The second the music started, though, she stopped chatting with us and was all business. She was Old School, waving her lighter instead of an iPhone with the lighter app, singing along and dancing. Until the assholes behind us totally harshed her mellow and told her to sit down.

Now, I don’t know if this is specific to Los Angeles or not either, but I’ve noticed a trend at rock concerts (yes, I realize that phrase just aged me) is to SIT DOWN. In your seat. What the fuck is that? Yeah, there are physical seats there, but I generally believe that those should only be used during the slow songs. Otherwise, isn’t the whole point to going to a live show to get up, dance your ass off with thousands of other fans and sing along? In some circles that’s known as having fun. Maybe it’s the median age of the concerts I’ve been going to lately, but in L.A. they seemed to have mastered the art of either sitting and looking bored or doing the chair groove—sitting in the chair, bobbing their heads to the beat, maybe throwing in some shoulder action if they’re really rocking out.

The pixie looked so bummed at being asked to sit down but she did. Then she’d hear the first note of a song she’d love and up she’d go, and get her groove on. Until she was asked to sit again. I heard this exchange a few times and kind of got pissed. So I stood up. And made sure to shake my ass extra hard just to piss the group behind us off. I stood and danced for the rest of the show.

The concert ended up being kind of cool because Ringo’s band was made up of musicians from the ’70s and ’80s—guys like Edgar Winters (you haven’t lived until you’ve heard “Free Ride” live) and Gary Wright (if you’re under a certain age you may remember “Dreamweaver” from Wayne’s World. If you don’t even know what that means, you shouldn’t be here) played Ringo’s music as well as their own hits.

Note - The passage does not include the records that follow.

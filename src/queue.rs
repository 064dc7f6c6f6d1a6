//! Per-session outbound delivery.
//!
//! Messages go out on a non-blocking seqpacket socket. The fast path is
//! a direct send; if the kernel would block, the whole message is
//! parked in a FIFO and drained when the socket turns writable again.
//! Messages are never interleaved or partially sent: seqpacket either
//! takes the whole datagram or none of it, so a short send is a
//! transport fault, not something to resume.

use std::collections::VecDeque;
use std::os::fd::RawFd;

use nix::errno::Errno;
use nix::sys::socket::{self, MsgFlags};

/// Outcome of a [`SendQueue::post`].
#[derive(Debug, Clone, Copy, PartialEq, Eq)]
pub enum Delivery {
    /// Handed to the kernel immediately.
    Sent,
    /// Parked; the caller must enable write-interest and flush later.
    Queued,
}

/// FIFO of whole serialized messages awaiting socket capacity.
#[derive(Default)]
pub struct SendQueue {
    pending: VecDeque<Vec<u8>>,
}

impl SendQueue {
    pub fn new() -> Self {
        SendQueue::default()
    }

    pub fn is_empty(&self) -> bool {
        self.pending.is_empty()
    }

    /// Send `msg` or park it. While anything is already parked, new
    /// messages are parked unconditionally so nothing overtakes.
    pub fn post(&mut self, fd: RawFd, msg: &[u8]) -> Result<Delivery, Errno> {
        if !self.pending.is_empty() {
            self.pending.push_back(msg.to_vec());
            return Ok(Delivery::Queued);
        }
        loop {
            match socket::send(fd, msg, MsgFlags::MSG_NOSIGNAL) {
                Ok(n) if n == msg.len() => return Ok(Delivery::Sent),
                Ok(_) => return Err(Errno::EMSGSIZE),
                Err(Errno::EINTR) => continue,
                Err(Errno::EAGAIN) => {
                    self.pending.push_back(msg.to_vec());
                    return Ok(Delivery::Queued);
                }
                Err(err) => return Err(err),
            }
        }
    }

    /// Drain parked messages in order. `Ok(true)` means the queue is
    /// empty and write-interest can be dropped; `Ok(false)` means the
    /// socket filled up again mid-drain.
    pub fn flush(&mut self, fd: RawFd) -> Result<bool, Errno> {
        while let Some(msg) = self.pending.front() {
            match socket::send(fd, msg, MsgFlags::MSG_NOSIGNAL) {
                Ok(n) if n == msg.len() => {
                    self.pending.pop_front();
                }
                Ok(_) => return Err(Errno::EMSGSIZE),
                Err(Errno::EINTR) => continue,
                Err(Errno::EAGAIN) => return Ok(false),
                Err(err) => return Err(err),
            }
        }
        Ok(true)
    }
}
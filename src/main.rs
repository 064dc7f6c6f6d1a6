use std::path::PathBuf;
use std::sync::atomic::Ordering;

use anyhow::{Context, Result};
use nix::libc;
use nix::sys::signal::{sigaction, SaFlags, SigAction, SigHandler, SigSet, Signal};
use tracing::{error, info};
use tracing_subscriber::{fmt, layer::SubscriberExt, util::SubscriberInitExt, EnvFilter};

use pixmux::server::SHUTDOWN;
use pixmux::{HeadlessToolkit, Server};

const DEFAULT_WIDTH: i32 = 640;
const DEFAULT_HEIGHT: i32 = 480;
const DEFAULT_SOCKET_NAME: &str = "pixmuxsock";

const MIN_WIDTH: i32 = 20;
const MIN_HEIGHT: i32 = 10;

struct Options {
    width: i32,
    height: i32,
    socket_name: String,
    help: bool,
}

impl Default for Options {
    fn default() -> Self {
        Options {
            width: DEFAULT_WIDTH,
            height: DEFAULT_HEIGHT,
            socket_name: DEFAULT_SOCKET_NAME.to_string(),
            help: false,
        }
    }
}

fn parse_args<I: Iterator<Item = String>>(mut args: I) -> Options {
    let mut options = Options::default();
    while let Some(arg) = args.next() {
        match arg.as_str() {
            "-d" => {
                // Invalid dimension strings keep the defaults.
                if let Some(spec) = args.next() {
                    if let Some((w, h)) = parse_dimensions(&spec) {
                        options.width = w;
                        options.height = h;
                    }
                }
            }
            "-n" => {
                if let Some(name) = args.next() {
                    options.socket_name = name;
                }
            }
            "-h" | "--help" => options.help = true,
            _ => {}
        }
    }
    options
}

/// `WxH` or `W,H`, floored to the minimum usable display size.
fn parse_dimensions(spec: &str) -> Option<(i32, i32)> {
    let (w, h) = spec.split_once('x').or_else(|| spec.split_once(','))?;
    let w: i32 = w.trim().parse().ok()?;
    let h: i32 = h.trim().parse().ok()?;
    Some((w.max(MIN_WIDTH), h.max(MIN_HEIGHT)))
}

fn print_help() {
    println!("pixmux - local display-multiplexing server");
    println!();
    println!("Usage: pixmux [OPTIONS]");
    println!();
    println!("Options:");
    println!("  -d WxH      Display dimensions (also W,H; default 640x480)");
    println!("  -n NAME     Socket name (default {DEFAULT_SOCKET_NAME})");
    println!("  -h, --help  Show this help");
}

fn socket_path(name: &str) -> PathBuf {
    let dir = std::env::var_os("XDG_RUNTIME_DIR")
        .map(PathBuf::from)
        .unwrap_or_else(std::env::temp_dir);
    dir.join(name)
}

extern "C" fn handle_shutdown(_: libc::c_int) {
    SHUTDOWN.store(true, Ordering::Relaxed);
}

fn install_signal_handlers() -> Result<()> {
    // No SA_RESTART: the poll call must come back with EINTR so the
    // loop rechecks the shutdown flag.
    let action = SigAction::new(
        SigHandler::Handler(handle_shutdown),
        SaFlags::empty(),
        SigSet::empty(),
    );
    unsafe {
        sigaction(Signal::SIGINT, &action).context("installing SIGINT handler")?;
        sigaction(Signal::SIGTERM, &action).context("installing SIGTERM handler")?;
    }
    Ok(())
}

fn run(options: &Options) -> Result<()> {
    install_signal_handlers()?;

    let path = socket_path(&options.socket_name);
    let toolkit = HeadlessToolkit::new(options.width, options.height);
    let mut server = Server::bind(&path, toolkit)
        .with_context(|| format!("starting server on {}", path.display()))?;

    info!(
        width = options.width,
        height = options.height,
        socket = %path.display(),
        "pixmux up"
    );
    server.run().context("server loop failed")?;
    Ok(())
}

fn main() {
    tracing_subscriber::registry()
        .with(EnvFilter::new(
            std::env::var("RUST_LOG").unwrap_or_else(|_| "pixmux=debug,info".into()),
        ))
        .with(fmt::layer())
        .init();

    let options = parse_args(std::env::args().skip(1));
    if options.help {
        print_help();
        return;
    }

    if let Err(err) = run(&options) {
        error!("{err:#}");
        std::process::exit(1);
    }
}

#[cfg(test)]
mod tests {
    use super::*;

    #[test]
    fn dimensions_accept_both_separators() {
        assert_eq!(parse_dimensions("800x600"), Some((800, 600)));
        assert_eq!(parse_dimensions("800,600"), Some((800, 600)));
    }

    #[test]
    fn dimensions_floor_to_minimum() {
        assert_eq!(parse_dimensions("1x1"), Some((20, 10)));
    }

    #[test]
    fn bad_dimensions_are_rejected() {
        assert_eq!(parse_dimensions("800"), None);
        assert_eq!(parse_dimensions("axb"), None);
        assert_eq!(parse_dimensions(""), None);
    }

    #[test]
    fn unknown_flags_are_ignored() {
        let options = parse_args(
            ["-q", "-d", "100x100", "-z"]
                .into_iter()
                .map(String::from),
        );
        assert_eq!((options.width, options.height), (100, 100));
        assert_eq!(options.socket_name, DEFAULT_SOCKET_NAME);
        assert!(!options.help);
    }

    #[test]
    fn invalid_dimension_string_keeps_defaults() {
        let options = parse_args(["-d", "nope"].into_iter().map(String::from));
        assert_eq!(
            (options.width, options.height),
            (DEFAULT_WIDTH, DEFAULT_HEIGHT)
        );
    }
}
//! Session registry, readiness reactor and request dispatch.
//!
//! One thread, one `mio::Poll`. The listener and every session socket
//! are raw fds registered through `SourceFd`; sessions live in a map
//! keyed by their poll token. Each reactor turn runs the frame tick if
//! it is due, sleeps until the next pacing deadline or readiness,
//! drains whatever became ready, and pumps the toolkit event queue.
//!
//! A misbehaving session only ever takes itself down: protocol
//! violations, transport errors and negotiation failures are confined
//! to closing that one session.

use std::collections::HashMap;
use std::io;
use std::os::fd::{AsRawFd, FromRawFd, OwnedFd};
use std::path::{Path, PathBuf};
use std::sync::atomic::{AtomicBool, AtomicU32, Ordering};
use std::time::Instant;

use mio::unix::SourceFd;
use mio::{Events, Interest, Poll, Token};
use nix::errno::Errno;
use nix::sys::socket::{self, AddressFamily, Backlog, MsgFlags, SockFlag, SockType, UnixAddr};
use thiserror::Error;
use tracing::{debug, info, warn};

use crate::pacing::FrameClock;
use crate::protocol::{self, CursorOp, Reply, Request};
use crate::queue::Delivery;
use crate::session::Session;
use crate::shm::{self, Framebuffer};
use crate::toolkit::{Toolkit, ToolkitEvent, WindowId};

/// Hard ceiling on concurrent sessions; later connections are refused.
pub const MAX_SESSIONS: usize = 128;

const LISTENER: Token = Token(0);
const LISTEN_BACKLOG: i32 = 8;
const RECV_CHUNK: usize = 64 * 1024;

/// Set by the signal handlers (and a toolkit Quit event) to stop the
/// reactor after the current turn.
pub static SHUTDOWN: AtomicBool = AtomicBool::new(false);

// Process-wide so concurrent servers never collide on a region name.
static SHM_SERIAL: AtomicU32 = AtomicU32::new(0);

#[derive(Debug, Error)]
pub enum ServerError {
    #[error("binding {path}: {source}")]
    Bind { path: PathBuf, source: Errno },
    #[error("listening on {path}: {source}")]
    Listen { path: PathBuf, source: Errno },
    #[error(transparent)]
    Poll(#[from] io::Error),
}

pub struct Server<T: Toolkit> {
    poll: Poll,
    events: Events,
    listener: OwnedFd,
    socket_path: PathBuf,
    sessions: HashMap<Token, Session>,
    /// Window handle back to the owning session, for the event pump.
    windows: HashMap<WindowId, Token>,
    toolkit: T,
    clock: FrameClock,
    scratch: Vec<u8>,
    next_token: usize,
}
//! Per-client session state.

use std::os::fd::{AsRawFd, OwnedFd, RawFd};

use crate::queue::SendQueue;
use crate::shm::Framebuffer;
use crate::toolkit::{CursorId, WindowId};

/// One connected client: its socket, its window and framebuffer once
/// negotiated, its cursor table and its outbound queue.
pub struct Session {
    fd: OwnedFd,
    pub window: Option<WindowId>,
    pub framebuffer: Option<Framebuffer>,
    /// Tombstoned table: an index handed to the client stays valid for
    /// the life of the session, deletion leaves a hole.
    cursors: Vec<Option<CursorId>>,
    pub queue: SendQueue,
    pub flip_requested: bool,
    pub draw_pending: bool,
    pub write_interest: bool,
}

impl Session {
    pub fn new(fd: OwnedFd) -> Self {
        Session {
            fd,
            window: None,
            framebuffer: None,
            cursors: Vec::new(),
            queue: SendQueue::new(),
            flip_requested: false,
            draw_pending: false,
            write_interest: false,
        }
    }

    pub fn raw_fd(&self) -> RawFd {
        self.fd.as_raw_fd()
    }

    /// Register a toolkit cursor, returning the index the client will
    /// use to refer to it.
    pub fn add_cursor(&mut self, cursor: CursorId) -> i32 {
        self.cursors.push(Some(cursor));
        (self.cursors.len() - 1) as i32
    }

    pub fn cursor(&self, index: i32) -> Option<CursorId> {
        usize::try_from(index)
            .ok()
            .and_then(|i| self.cursors.get(i))
            .copied()
            .flatten()
    }

    /// Remove a cursor without shifting later indices.
    pub fn delete_cursor(&mut self, index: i32) -> Option<CursorId> {
        let slot = usize::try_from(index)
            .ok()
            .and_then(|i| self.cursors.get_mut(i))?;
        slot.take()
    }

    /// Drain every live cursor for teardown.
    pub fn take_cursors(&mut self) -> Vec<CursorId> {
        self.cursors.drain(..).flatten().collect()
    }
}
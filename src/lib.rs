//! pixmux — a local display-multiplexing server.
//!
//! Clients connect over a Unix `SOCK_SEQPACKET` socket, negotiate a
//! shared-memory pixel buffer, and receive a window on the single real
//! display. The server fans input events out to the owning client and
//! arbitrates when each client's buffer is presented.
//!
//! The crate is the session/protocol engine: wire codec, per-session
//! outbound buffering, shared-memory framebuffer negotiation, cursor
//! resource tracking, and the adaptive frame-pacing reactor. The
//! windowing/chrome toolkit lives behind the [`toolkit::Toolkit`]
//! trait; [`toolkit::HeadlessToolkit`] is the built-in backend.

pub mod pacing;
pub mod protocol;
pub mod queue;
pub mod server;
pub mod session;
pub mod shm;
pub mod toolkit;

pub use server::{Server, ServerError};
pub use toolkit::{HeadlessToolkit, Toolkit};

I suspect that Ringo would have been stuck behind a drum kit and wouldn’t have had many solo opportunities had he not been a Beatle, but the awesome thing is he doesn’t seem to take himself seriously. His Peace & Love schtick seems a little hokey after a while, but I think he genuinely believes in that, so more power to him. Plus, how many musicians would generously share the stage with so many awesome (and legendary) musicians. For that alone, it was a great show.

As far as the pixie goes, I can’t help but wonder how she manages to function in real life. But peace and love, honey.